Publié le : 2019-12-06 a 00h00 | Catégorie : Documents

Crédit photo: Réjean Martel - Archives de la Ville de Montréal

Homélie prononcée le 11 décembre 1989 par le Cardinal Paul GRÉGOIRE, lors des funérailles publiques célébrées à la Basilique Notre-Dame, de 9 des 14 jeunes femmes tuées lors du drame de Polytechnique. Ce texte a été publié intégralement dans les pages du journal La Presse le 12 décembre 1989.

Frères et Soeurs,

Depuis l’évènement horrible qui nous a plongés dans la consternation, nous sommes envahis par une peine qui semble devoir nous submerger. Cette peine se répand comme des ondes qui secouent notre sensibilité jusqu'en ses profondeurs les plus intimes. À tout âge, la mort est une tragédie. Le départ des êtres chers nous fait vivre une rupture qui laisse en nous des traces indélébiles.
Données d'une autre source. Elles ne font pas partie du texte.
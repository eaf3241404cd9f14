//! One generation step: scenario → prompt → model reply → normalized batch.

use async_trait::async_trait;
use tracing::{debug, instrument};

use crate::config::{Prompts, RunSettings};
use crate::domain::{NormalizedRecord, Scenario};
use crate::error::GenError;
use crate::normalize::normalize_all;
use crate::recovery::parse_reply;
use crate::util::{fill_template, trunc_for_log};

/// Text-in/text-out access to a chat model. Faults are returned, never retried here.
#[async_trait]
pub trait ChatModel: Send + Sync {
  async fn complete(&self, system: &str, user: &str, temperature: f32) -> Result<String, GenError>;
}

pub fn build_user_prompt(prompts: &Prompts, settings: &RunSettings, scenario: &Scenario) -> String {
  let count = settings.examples_per_prompt.to_string();
  fill_template(
    &prompts.user_template,
    &[("description", scenario.description.as_str()), ("count", count.as_str())],
  )
}

/// Ask the model for one batch of examples and return whatever survives recovery
/// and normalization (possibly nothing).
#[instrument(level = "info", skip(model, prompts, settings, scenario), fields(scenario = %scenario.key))]
pub async fn generate_batch<M: ChatModel + ?Sized>(
  model: &M,
  prompts: &Prompts,
  settings: &RunSettings,
  scenario: &Scenario,
) -> Result<Vec<NormalizedRecord>, GenError> {
  let user = build_user_prompt(prompts, settings, scenario);
  let reply = model.complete(&prompts.system, &user, settings.temperature).await?;
  debug!(reply_len = reply.len(), preview = %trunc_for_log(&reply, 80), "Model reply received");

  let candidates = parse_reply(&reply);
  let records = normalize_all(&candidates, &prompts.instruction);
  debug!(candidates = candidates.len(), kept = records.len(), "Normalized batch");
  Ok(records)
}

#[cfg(test)]
pub(crate) mod testing {
  use std::collections::VecDeque;
  use std::sync::Mutex;

  use super::*;

  /// Replays canned replies in order and records every user prompt it was sent.
  #[derive(Default)]
  pub struct ScriptedModel {
    replies: Mutex<VecDeque<Result<String, GenError>>>,
    pub prompts: Mutex<Vec<String>>,
  }

  impl ScriptedModel {
    pub fn new(replies: Vec<Result<String, GenError>>) -> Self {
      Self { replies: Mutex::new(replies.into()), prompts: Mutex::new(Vec::new()) }
    }

    pub fn calls(&self) -> usize {
      self.prompts.lock().unwrap().len()
    }
  }

  #[async_trait]
  impl ChatModel for ScriptedModel {
    async fn complete(&self, _system: &str, user: &str, _temperature: f32) -> Result<String, GenError> {
      self.prompts.lock().unwrap().push(user.to_string());
      self.replies
        .lock()
        .unwrap()
        .pop_front()
        .unwrap_or_else(|| Ok(String::new()))
    }
  }
}
#![allow(dead_code)]

mod commands;
mod components;

use slate::config::SlateConfig;
use slate::core;
use slate::core::list::TaskList;
#[allow(unused_imports)]
use slate::store::{self, TaskStore};

fn main() -> Result<(), Box<dyn std::error::Error>> {
    let config = SlateConfig::load();

    // Set up logging to the systemd user journal (`journalctl --user -t slate -f`).
    // Wrapper filters: slate crate at info/debug (per config), everything else at warn.
    {
        struct FilteredJournal {
            inner: systemd_journal_logger::JournalLog,
        }

        impl log::Log for FilteredJournal {
            fn enabled(&self, metadata: &log::Metadata) -> bool {
                let target = metadata.target();
                if target.starts_with("slate") || target.starts_with("commands") || target.starts_with("components") {
                    let max = if slate::debug_logging() { log::LevelFilter::Debug } else { log::LevelFilter::Info };
                    metadata.level() <= max
                } else {
                    metadata.level() <= log::LevelFilter::Warn
                }
            }
            fn log(&self, record: &log::Record) {
                if self.enabled(record.metadata()) {
                    self.inner.log(record);
                }
            }
            fn flush(&self) {
                self.inner.flush();
            }
        }

        slate::set_debug_logging(config.debug_logging);

        // Outside a systemd session there is no journal; run unlogged.
        if let Ok(journal) = systemd_journal_logger::JournalLog::new() {
            let journal = journal.with_syslog_identifier("slate".to_string());
            if log::set_boxed_logger(Box::new(FilteredJournal { inner: journal })).is_ok() {
                // Global max must be Debug so slate debug logs can pass through when toggled
                log::set_max_level(log::LevelFilter::Debug);
            }
        }
    }

    if let Err(e) = config.ensure_files() {
        log::error!("Failed to create data directory: {}", e);
    }

    let store = TaskStore::open(&config);
    // A store that cannot be read at all is escalated, not hidden.
    let mut list = TaskList::load(store)?;

    let args: Vec<String> = std::env::args().skip(1).collect();
    std::process::exit(commands::run(&mut list, &args))
}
La tragédie qui s'est déroulée à l'École polytechnique nous fait vivre l'absurde de l'événement et la douleur avec une intensité beaucoup plus grande encore. Quatorze jeunes femmes ont été fauchées brutalement dans la force et dans la beauté de leur âge, alors que tout les vouait à un avenir brillant, utile à la société. En quelques minutes, il a suffi de l'acte désespéré et aberrant d'un autre jeune pour briser tant de rêves, tant de promesses. Ces morts nous questionnent profondément. Les nombreux commentaires que nous avons lus ou entendus des derniers jours nous disent l'ampleur de cette interrogation qui nous habite.
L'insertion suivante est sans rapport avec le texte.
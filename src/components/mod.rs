pub mod editor;
pub mod task_row;
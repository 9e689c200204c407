pub mod list;
pub mod task;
En de tels moments, il convient plus que jamais de se tourner vers la Parole de Dieu, apaisante et interpellante à la fois. Nous venons d'entendre deux textes inspirés: un passage du livre de Job dans l'Ancien Testament et l'évangile des béatitudes. Aux heures graves, au coeur des tourmentes, l'Église aime relire le livre de lob. Nous y retrouvons les questions éternelles auxquelles nous sommes particulièrement sensibles aujourd'hui. La mort est-elle la fin de tout? Une vie trop brève est-elle dépourvue de sens? Quelle est la valeur de notre vie humaine, si fragile et qui nous échappe comme le sable qui nous glisserait entre les doigts?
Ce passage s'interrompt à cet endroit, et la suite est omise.